Listed records:
//! Configuration parsing and validation.
//!
//! Trendline is configured via a TOML file (default:
//! `config/trendline.toml`). The file is parsed into a [`Config`] and
//! validated by [`load_config`]. Every component receives the parts it
//! needs explicitly; nothing reads configuration from global state.
//!
//! # Example
//!
//! ```toml
//! [db]
//! path = "./data/trendline.sqlite"
//!
//! [pipeline]
//! version = "v1.0.0"
//! brief = "Spring campaign: soft pastel UI"
//!
//! [collect]
//! root = "./data/raw"
//!
//! [embedding]
//! provider = "openai"
//! model = "text-embedding-3-small"
//! dims = 1536
//!
//! [trends]
//! root = "./data/raw/google_trends"
//! output_dir = "./outputs/trends"
//!
//! [logging]
//! level = "info"
//! format = "text"
//! ```

use anyhow::{Context, Result};
use serde::Deserialize;
use std::path::{Path, PathBuf};

#[derive(Debug, Deserialize, Clone)]
pub struct Config {
    pub db: DbConfig,
    #[serde(default)]
    pub pipeline: PipelineConfig,
    #[serde(default)]
    pub collect: Option<CollectConfig>,
    #[serde(default)]
    pub embedding: EmbeddingConfig,
    #[serde(default)]
    pub trends: TrendsConfig,
    #[serde(default)]
    pub logging: LoggingConfig,
}

#[derive(Debug, Deserialize, Clone)]
pub struct DbConfig {
    pub path: PathBuf,
}

#[derive(Debug, Deserialize, Clone)]
pub struct PipelineConfig {
    #[serde(default = "default_version")]
    pub version: String,
    /// Free-form brief handed to the topic analyzer.
    #[serde(default)]
    pub brief: Option<String>,
}

impl Default for PipelineConfig {
    fn default() -> Self {
        Self {
            version: default_version(),
            brief: None,
        }
    }
}

fn default_version() -> String {
    "v1.0.0".to_string()
}

/// Filesystem collection: `<root>/<source>/*.json`.
#[derive(Debug, Deserialize, Clone)]
pub struct CollectConfig {
    pub root: PathBuf,
    #[serde(default = "default_include_globs")]
    pub include_globs: Vec<String>,
    #[serde(default)]
    pub exclude_globs: Vec<String>,
    #[serde(default = "default_max_title_chars")]
    pub max_title_chars: usize,
    #[serde(default = "default_max_content_chars")]
    pub max_content_chars: usize,
}

fn default_include_globs() -> Vec<String> {
    vec!["**/*.json".to_string()]
}
fn default_max_title_chars() -> usize {
    300
}
fn default_max_content_chars() -> usize {
    3000
}

#[derive(Debug, Deserialize, Clone)]
pub struct EmbeddingConfig {
    #[serde(default = "default_provider")]
    pub provider: String,
    #[serde(default)]
    pub model: Option<String>,
    #[serde(default)]
    pub dims: Option<usize>,
    #[serde(default = "default_batch_size")]
    pub batch_size: usize,
    #[serde(default = "default_max_retries")]
    pub max_retries: u32,
    #[serde(default = "default_timeout_secs")]
    pub timeout_secs: u64,
}

impl Default for EmbeddingConfig {
    fn default() -> Self {
        Self {
            provider: "disabled".to_string(),
            model: None,
            dims: None,
            batch_size: 64,
            max_retries: 5,
            timeout_secs: 30,
        }
    }
}

fn default_provider() -> String {
    "disabled".to_string()
}
fn default_batch_size() -> usize {
    64
}
fn default_max_retries() -> u32 {
    5
}
fn default_timeout_secs() -> u64 {
    30
}

impl EmbeddingConfig {
    pub fn is_enabled(&self) -> bool {
        self.provider != "disabled"
    }
}

#[derive(Debug, Deserialize, Clone)]
pub struct TrendsConfig {
    /// Directory of raw trend sample files. Trend analysis is skipped
    /// during `run` when unset.
    #[serde(default)]
    pub root: Option<PathBuf>,
    #[serde(default = "default_trends_output_dir")]
    pub output_dir: PathBuf,
}

impl Default for TrendsConfig {
    fn default() -> Self {
        Self {
            root: None,
            output_dir: default_trends_output_dir(),
        }
    }
}

fn default_trends_output_dir() -> PathBuf {
    PathBuf::from("./outputs/trends")
}

#[derive(Debug, Deserialize, Clone)]
pub struct LoggingConfig {
    #[serde(default = "default_log_level")]
    pub level: String,
    #[serde(default = "default_log_format")]
    pub format: String,
}

impl Default for LoggingConfig {
    fn default() -> Self {
        Self {
            level: default_log_level(),
            format: default_log_format(),
        }
    }
}

fn default_log_level() -> String {
    "info".to_string()
}
fn default_log_format() -> String {
    "text".to_string()
}

impl LoggingConfig {
    pub fn is_json(&self) -> bool {
        self.format == "json"
    }
}

pub fn load_config(path: &Path) -> Result<Config> {
    let content = std::fs::read_to_string(path)
        .with_context(|| format!("Failed to read config file: {}", path.display()))?;

    let config: Config = toml::from_str(&content).with_context(|| "Failed to parse config file")?;

    validate(&config)?;
    Ok(config)
}

fn validate(config: &Config) -> Result<()> {
    if config.pipeline.version.trim().is_empty() {
        anyhow::bail!("pipeline.version must not be empty");
    }

    if let Some(collect) = &config.collect {
        if collect.max_title_chars == 0 {
            anyhow::bail!("collect.max_title_chars must be > 0");
        }
        if collect.max_content_chars == 0 {
            anyhow::bail!("collect.max_content_chars must be > 0");
        }
    }

    // Validate embedding
    if config.embedding.is_enabled() {
        if config.embedding.dims.is_none() || config.embedding.dims == Some(0) {
            anyhow::bail!(
                "embedding.dims must be > 0 when provider is '{}'",
                config.embedding.provider
            );
        }
        if config.embedding.model.is_none() {
            anyhow::bail!(
                "embedding.model must be specified when provider is '{}'",
                config.embedding.provider
            );
        }
        if config.embedding.batch_size == 0 {
            anyhow::bail!("embedding.batch_size must be > 0");
        }
    }

    match config.embedding.provider.as_str() {
        "disabled" | "openai" => {}
        other => anyhow::bail!(
            "Unknown embedding provider: '{}'. Must be disabled or openai.",
            other
        ),
    }

    match config.logging.format.as_str() {
        "text" | "json" => {}
        other => anyhow::bail!(
            "Unknown logging format: '{}'. Must be text or json.",
            other
        ),
    }

    Ok(())
}

#[cfg(test)]
mod tests {
    use super::*;

    fn parse(toml_str: &str) -> Result<Config> {
        let config: Config = toml::from_str(toml_str)?;
        validate(&config)?;
        Ok(config)
    }

    #[test]
    fn test_minimal_config_defaults() {
        let config = parse("[db]\npath = \"./x.sqlite\"\n").unwrap();
        assert_eq!(config.pipeline.version, "v1.0.0");
        assert!(config.collect.is_none());
        assert!(!config.embedding.is_enabled());
        assert_eq!(config.embedding.batch_size, 64);
        assert_eq!(config.trends.output_dir, PathBuf::from("./outputs/trends"));
        assert_eq!(config.logging.level, "info");
        assert!(!config.logging.is_json());
    }

    #[test]
    fn test_collect_defaults() {
        let config = parse(
            r#"
            [db]
            path = "./x.sqlite"
            [collect]
            root = "./raw"
            "#,
        )
        .unwrap();
        let collect = config.collect.unwrap();
        assert_eq!(collect.include_globs, vec!["**/*.json"]);
        assert_eq!(collect.max_title_chars, 300);
        assert_eq!(collect.max_content_chars, 3000);
    }

    #[test]
    fn test_enabled_embedding_requires_model_and_dims() {
        let err = parse(
            r#"
            [db]
            path = "./x.sqlite"
            [embedding]
            provider = "openai"
            model = "text-embedding-3-small"
            "#,
        )
        .unwrap_err();
        assert!(err.to_string().contains("embedding.dims"));

        let err = parse(
            r#"
            [db]
            path = "./x.sqlite"
            [embedding]
            provider = "openai"
            dims = 8
            "#,
        )
        .unwrap_err();
        assert!(err.to_string().contains("embedding.model"));
    }

    #[test]
    fn test_rejects_unknown_provider_and_format() {
        assert!(parse("[db]\npath = \"x\"\n[embedding]\nprovider = \"local\"\n").is_err());
        assert!(parse("[db]\npath = \"x\"\n[logging]\nformat = \"xml\"\n").is_err());
    }
}
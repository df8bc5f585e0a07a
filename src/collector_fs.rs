//! Filesystem JSON collector.
//!
//! Crawlers drop their output under a collection root, one directory per
//! source:
//!
//! ```text
//! data/raw/
//!   news/2024-01-02.json        ← [{"url": .., "title": .., ...}, ...]
//!   pinterest/board-a.json
//!   instagram/tag-pastel.json
//! ```
//!
//! [`discover`] turns each recognised source directory into a
//! [`SourceDirCollector`] and composes them into a [`MultiCollector`]. A
//! malformed or unreadable file is logged and skipped; a failing source
//! is logged and skipped by the composite, which only fails when every
//! source fails.

use async_trait::async_trait;
use chrono::{DateTime, Utc};
use globset::{Glob, GlobSet, GlobSetBuilder};
use serde::Deserialize;
use std::path::{Path, PathBuf};
use std::sync::Arc;
use tracing::{debug, info, warn};
use walkdir::WalkDir;

use trendline_core::models::{parse_timestamp, Item, Source};

use crate::config::CollectConfig;
use crate::error::CollectionError;
use crate::traits::Collector;

/// One entry of a crawler output file.
#[derive(Debug, Deserialize)]
struct RawItem {
    #[serde(default, alias = "source_url", alias = "link")]
    url: Option<String>,
    #[serde(default)]
    title: Option<String>,
    #[serde(default, alias = "description")]
    summary: Option<String>,
    #[serde(default)]
    content: Option<String>,
    #[serde(default, alias = "pubDate")]
    published_at: Option<String>,
    #[serde(default)]
    language: Option<String>,
}

impl RawItem {
    /// `None` for an entry with neither a URL nor any text.
    fn into_item(self, source: Source, collected_at: DateTime<Utc>) -> Option<Item> {
        let mut item = Item::new(source, collected_at);
        item.url = self.url.filter(|u| !u.trim().is_empty());
        item.title = self.title.unwrap_or_default();
        item.summary = self.summary.unwrap_or_default();
        item.content = self.content.unwrap_or_default();
        item.published_at = self.published_at.as_deref().and_then(parse_timestamp);
        item.language = self
            .language
            .filter(|l| !l.trim().is_empty() && l != "unknown");

        if item.url.is_none() && item.joined_text().is_empty() {
            return None;
        }
        Some(item)
    }
}

/// Collects every matching JSON file under one source directory.
pub struct SourceDirCollector {
    root: PathBuf,
    dir: PathBuf,
    source: Source,
    label: String,
    include: Arc<GlobSet>,
    exclude: Arc<GlobSet>,
}

impl SourceDirCollector {
    pub fn source(&self) -> Source {
        self.source
    }

    fn scan(&self) -> Result<Vec<Item>, CollectionError> {
        if !self.dir.is_dir() {
            return Err(CollectionError::MissingRoot(self.dir.clone()));
        }

        let collected_at = Utc::now();
        let mut items = Vec::new();
        let mut files = 0usize;

        for entry in WalkDir::new(&self.dir).sort_by_file_name() {
            let entry = match entry {
                Ok(entry) => entry,
                Err(e) => {
                    warn!(source = %self.label, error = %e, "skipping unreadable entry");
                    continue;
                }
            };
            if !entry.file_type().is_file() {
                continue;
            }

            let path = entry.path();
            let relative = path.strip_prefix(&self.root).unwrap_or(path);
            let rel_str = relative.to_string_lossy().to_string();

            // Apply exclude patterns
            if self.exclude.is_match(&rel_str) {
                continue;
            }

            // Apply include patterns
            if !self.include.is_match(&rel_str) {
                continue;
            }

            match read_items(path) {
                Ok(raw) => {
                    files += 1;
                    items.extend(
                        raw.into_iter()
                            .filter_map(|r| r.into_item(self.source, collected_at)),
                    );
                }
                Err(e) => {
                    warn!(source = %self.label, file = %rel_str, error = %e, "skipping malformed file");
                }
            }
        }

        debug!(source = %self.label, files, items = items.len(), "scanned source directory");
        Ok(items)
    }
}

fn read_items(path: &Path) -> anyhow::Result<Vec<RawItem>> {
    let content = std::fs::read_to_string(path)?;
    Ok(serde_json::from_str(&content)?)
}

#[async_trait]
impl Collector for SourceDirCollector {
    fn name(&self) -> &str {
        &self.label
    }

    async fn collect(&self, _run_id: &str) -> Result<Vec<Item>, CollectionError> {
        self.scan()
    }
}

/// Runs several collectors and concatenates their items in order.
#[derive(Default)]
pub struct MultiCollector {
    collectors: Vec<Arc<dyn Collector>>,
}

impl MultiCollector {
    pub fn new(collectors: Vec<Arc<dyn Collector>>) -> Self {
        Self { collectors }
    }

    pub fn push(&mut self, collector: Arc<dyn Collector>) {
        self.collectors.push(collector);
    }

    pub fn len(&self) -> usize {
        self.collectors.len()
    }

    pub fn is_empty(&self) -> bool {
        self.collectors.is_empty()
    }
}

#[async_trait]
impl Collector for MultiCollector {
    fn name(&self) -> &str {
        "multi"
    }

    async fn collect(&self, run_id: &str) -> Result<Vec<Item>, CollectionError> {
        let mut items = Vec::new();
        let mut last_failure = None;
        let mut failures = 0usize;

        for collector in &self.collectors {
            match collector.collect(run_id).await {
                Ok(batch) => {
                    info!(run_id, source = collector.name(), items = batch.len(), "collected");
                    items.extend(batch);
                }
                Err(e) => {
                    warn!(run_id, source = collector.name(), error = %e, "source failed, continuing");
                    failures += 1;
                    last_failure = Some(e);
                }
            }
        }

        if failures > 0 && failures == self.collectors.len() {
            if let Some(last) = last_failure {
                return Err(CollectionError::AllSourcesFailed {
                    attempted: failures,
                    last: Box::new(last),
                });
            }
        }

        Ok(items)
    }
}

fn build_globset(patterns: &[String]) -> Result<GlobSet, CollectionError> {
    let mut builder = GlobSetBuilder::new();
    for pattern in patterns {
        builder.add(Glob::new(pattern)?);
    }
    Ok(builder.build()?)
}

/// Build one collector per recognised source directory under
/// `config.root`.
///
/// Directory names map to sources via [`Source`]'s parser (`news`,
/// `pinterest`, `instagram`, ...); other directories are skipped, as are
/// trend sample directories (`google_trends`), which belong to the trend
/// feed.
pub fn discover(config: &CollectConfig) -> Result<MultiCollector, CollectionError> {
    let root = &config.root;
    if !root.is_dir() {
        return Err(CollectionError::MissingRoot(root.clone()));
    }

    let include = Arc::new(build_globset(&config.include_globs)?);
    let exclude = Arc::new(build_globset(&config.exclude_globs)?);

    let entries = std::fs::read_dir(root).map_err(|source| CollectionError::Io {
        path: root.clone(),
        source,
    })?;

    let mut dirs: Vec<PathBuf> = entries
        .filter_map(|e| e.ok())
        .map(|e| e.path())
        .filter(|p| p.is_dir())
        .collect();
    dirs.sort();

    let mut multi = MultiCollector::default();
    for dir in dirs {
        let label = dir
            .file_name()
            .map(|n| n.to_string_lossy().to_string())
            .unwrap_or_default();
        let source: Source = match label.parse() {
            Ok(source) => source,
            Err(_) => {
                warn!(dir = %label, "unrecognised source directory, skipping");
                continue;
            }
        };
        // Trend samples are read by the trend feed, not collected as items.
        if source == Source::Trend {
            debug!(dir = %label, "trend sample directory, skipping");
            continue;
        }
        multi.push(Arc::new(SourceDirCollector {
            root: root.clone(),
            dir,
            source,
            label,
            include: Arc::clone(&include),
            exclude: Arc::clone(&exclude),
        }));
    }

    Ok(multi)
}

#[cfg(test)]
mod tests {
    use super::*;
    use std::fs;
    use tempfile::TempDir;

    fn config(root: &Path) -> CollectConfig {
        CollectConfig {
            root: root.to_path_buf(),
            include_globs: vec!["**/*.json".to_string()],
            exclude_globs: Vec::new(),
            max_title_chars: 300,
            max_content_chars: 3000,
        }
    }

    #[tokio::test]
    async fn test_collects_per_source_and_skips_bad_files() {
        let tmp = TempDir::new().unwrap();
        let news = tmp.path().join("news");
        let pins = tmp.path().join("pinterest");
        fs::create_dir_all(&news).unwrap();
        fs::create_dir_all(&pins).unwrap();
        fs::create_dir_all(tmp.path().join("misc")).unwrap();

        fs::write(
            news.join("a.json"),
            r#"[{"url":"https://n.test/1","title":"One","published_at":"2024-01-02"},
                {"link":"https://n.test/2","description":"Two"}]"#,
        )
        .unwrap();
        fs::write(news.join("broken.json"), "{not json").unwrap();
        fs::write(news.join("notes.txt"), "ignored").unwrap();
        fs::write(pins.join("b.json"), r#"[{"title":"Pin","language":"unknown"}]"#).unwrap();

        let multi = discover(&config(tmp.path())).unwrap();
        assert_eq!(multi.len(), 2);

        let items = multi.collect("run-1").await.unwrap();
        assert_eq!(items.len(), 3);
        assert_eq!(items[0].source, Source::News);
        assert_eq!(items[0].url.as_deref(), Some("https://n.test/1"));
        assert!(items[0].published_at.is_some());
        assert_eq!(items[1].summary, "Two");
        assert_eq!(items[2].source, Source::Social);
        assert_eq!(items[2].language, None);
    }

    #[tokio::test]
    async fn test_trend_directory_and_empty_entries_not_collected() {
        let tmp = TempDir::new().unwrap();
        let trends = tmp.path().join("google_trends");
        let news = tmp.path().join("news");
        fs::create_dir_all(&trends).unwrap();
        fs::create_dir_all(&news).unwrap();
        fs::write(
            trends.join("s.json"),
            r#"[{"keyword":"pastel ui","date":"2024-01-01","value":100},
                {"keyword":"pastel ui","date":"2024-01-02","value":130}]"#,
        )
        .unwrap();
        fs::write(
            news.join("a.json"),
            r#"[{"title":"Kept"}, {}, {"url":"  ","title":""}, {"url":"https://n.test/x"}]"#,
        )
        .unwrap();

        let multi = discover(&config(tmp.path())).unwrap();
        assert_eq!(multi.len(), 1);

        let items = trendline_core::dedup::dedupe(multi.collect("r").await.unwrap());
        assert_eq!(items.len(), 2);
        assert!(items.iter().all(|i| i.source == Source::News));
        assert_eq!(items[0].title, "Kept");
        assert_eq!(items[1].url.as_deref(), Some("https://n.test/x"));
    }

    #[tokio::test]
    async fn test_exclude_globs() {
        let tmp = TempDir::new().unwrap();
        let news = tmp.path().join("news");
        fs::create_dir_all(&news).unwrap();
        fs::write(news.join("keep.json"), r#"[{"title":"k"}]"#).unwrap();
        fs::write(news.join("skip.json"), r#"[{"title":"s"}]"#).unwrap();

        let mut cfg = config(tmp.path());
        cfg.exclude_globs = vec!["**/skip.json".to_string()];
        let items = discover(&cfg).unwrap().collect("r").await.unwrap();
        assert_eq!(items.len(), 1);
        assert_eq!(items[0].title, "k");
    }

    #[test]
    fn test_missing_root() {
        let err = discover(&config(Path::new("/definitely/not/here"))).err().unwrap();
        assert!(matches!(err, CollectionError::MissingRoot(_)));
    }

    struct Failing;

    #[async_trait]
    impl Collector for Failing {
        fn name(&self) -> &str {
            "failing"
        }
        async fn collect(&self, _run_id: &str) -> Result<Vec<Item>, CollectionError> {
            Err(CollectionError::MissingRoot(PathBuf::from("/gone")))
        }
    }

    struct Fixed(usize);

    #[async_trait]
    impl Collector for Fixed {
        fn name(&self) -> &str {
            "fixed"
        }
        async fn collect(&self, _run_id: &str) -> Result<Vec<Item>, CollectionError> {
            Ok((0..self.0)
                .map(|_| Item::new(Source::News, Utc::now()))
                .collect())
        }
    }

    #[tokio::test]
    async fn test_one_failing_source_does_not_abort_others() {
        let multi = MultiCollector::new(vec![Arc::new(Failing), Arc::new(Fixed(2))]);
        assert_eq!(multi.collect("r").await.unwrap().len(), 2);
    }

    #[tokio::test]
    async fn test_all_sources_failing() {
        let multi = MultiCollector::new(vec![Arc::new(Failing), Arc::new(Failing)]);
        let err = multi.collect("r").await.unwrap_err();
        assert!(matches!(
            err,
            CollectionError::AllSourcesFailed { attempted: 2, .. }
        ));
    }

    #[tokio::test]
    async fn test_empty_multi_collects_nothing() {
        let multi = MultiCollector::default();
        assert!(multi.collect("r").await.unwrap().is_empty());
    }
}
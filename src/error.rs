//! Error taxonomy for pipeline runs.
//!
//! Pure functions in `trendline-core` return [`ValidationError`]. Stages and
//! storage work in `anyhow::Result`; the orchestrator wraps whatever they
//! return into a [`PipelineError`] that names where it happened.

use std::error::Error as StdError;
use std::path::PathBuf;

use thiserror::Error;
use trendline_core::ValidationError;

/// Failure of a [`Collector`](crate::traits::Collector).
#[derive(Debug, Error)]
pub enum CollectionError {
    #[error("collector root does not exist: {0}")]
    MissingRoot(PathBuf),

    #[error("failed to read {path}")]
    Io {
        path: PathBuf,
        #[source]
        source: std::io::Error,
    },

    #[error("invalid collector pattern")]
    Pattern(#[from] globset::Error),

    #[error("all {attempted} sources failed")]
    AllSourcesFailed {
        attempted: usize,
        #[source]
        last: Box<CollectionError>,
    },

    #[error(transparent)]
    Other(#[from] anyhow::Error),
}

/// Error surfaced by the orchestrator.
#[derive(Debug, Error)]
pub enum PipelineError {
    #[error("invalid input")]
    Validation(#[from] ValidationError),

    #[error("stage '{stage}' failed")]
    Stage {
        stage: String,
        #[source]
        source: anyhow::Error,
    },

    #[error("{context}")]
    Infrastructure {
        context: String,
        #[source]
        source: anyhow::Error,
    },

    #[error("run {run_id} is not running")]
    InvalidTransition { run_id: String },
}

impl PipelineError {
    pub fn infrastructure(context: impl Into<String>, source: anyhow::Error) -> Self {
        PipelineError::Infrastructure {
            context: context.into(),
            source,
        }
    }

    /// Name of the stage that raised this error, if any.
    pub fn stage(&self) -> Option<&str> {
        match self {
            PipelineError::Stage { stage, .. } => Some(stage),
            _ => None,
        }
    }
}

/// Every message in the `source()` chain, outermost first.
pub fn error_chain(err: &(dyn StdError + 'static)) -> Vec<String> {
    let mut messages = vec![err.to_string()];
    let mut current = err.source();
    while let Some(cause) = current {
        messages.push(cause.to_string());
        current = cause.source();
    }
    messages
}

/// One-line summary: the chain joined with `": "`.
pub fn error_message(err: &(dyn StdError + 'static)) -> String {
    error_chain(err).join(": ")
}

/// Multi-line trace: one numbered cause per line.
pub fn error_trace(err: &(dyn StdError + 'static)) -> String {
    error_chain(err)
        .iter()
        .enumerate()
        .map(|(i, msg)| format!("{}: {}", i, msg))
        .collect::<Vec<_>>()
        .join("\n")
}

#[cfg(test)]
mod tests {
    use super::*;
    use anyhow::Context;

    #[test]
    fn test_stage_error_chain() {
        let source = Err::<(), _>(std::io::Error::new(
            std::io::ErrorKind::ConnectionRefused,
            "connection refused",
        ))
        .context("embedding request")
        .unwrap_err();
        let err = PipelineError::Stage {
            stage: "embed".into(),
            source,
        };

        assert_eq!(
            error_chain(&err),
            vec![
                "stage 'embed' failed".to_string(),
                "embedding request".to_string(),
                "connection refused".to_string(),
            ]
        );
        assert_eq!(
            error_message(&err),
            "stage 'embed' failed: embedding request: connection refused"
        );
        assert_eq!(
            error_trace(&err),
            "0: stage 'embed' failed\n1: embedding request\n2: connection refused"
        );
        assert_eq!(err.stage(), Some("embed"));
    }

    #[test]
    fn test_validation_error_wraps() {
        let err: PipelineError = ValidationError::EmptyFieldName.into();
        assert_eq!(error_chain(&err).len(), 2);
        assert!(err.stage().is_none());
    }

    #[test]
    fn test_all_sources_failed_keeps_last_cause() {
        let err = CollectionError::AllSourcesFailed {
            attempted: 2,
            last: Box::new(CollectionError::MissingRoot(PathBuf::from("/nope"))),
        };
        assert_eq!(
            error_message(&err),
            "all 2 sources failed: collector root does not exist: /nope"
        );
    }
}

What is required:
Count how many lines of the entries contain the word "Kept", and respond with that count only.

Answer space:
2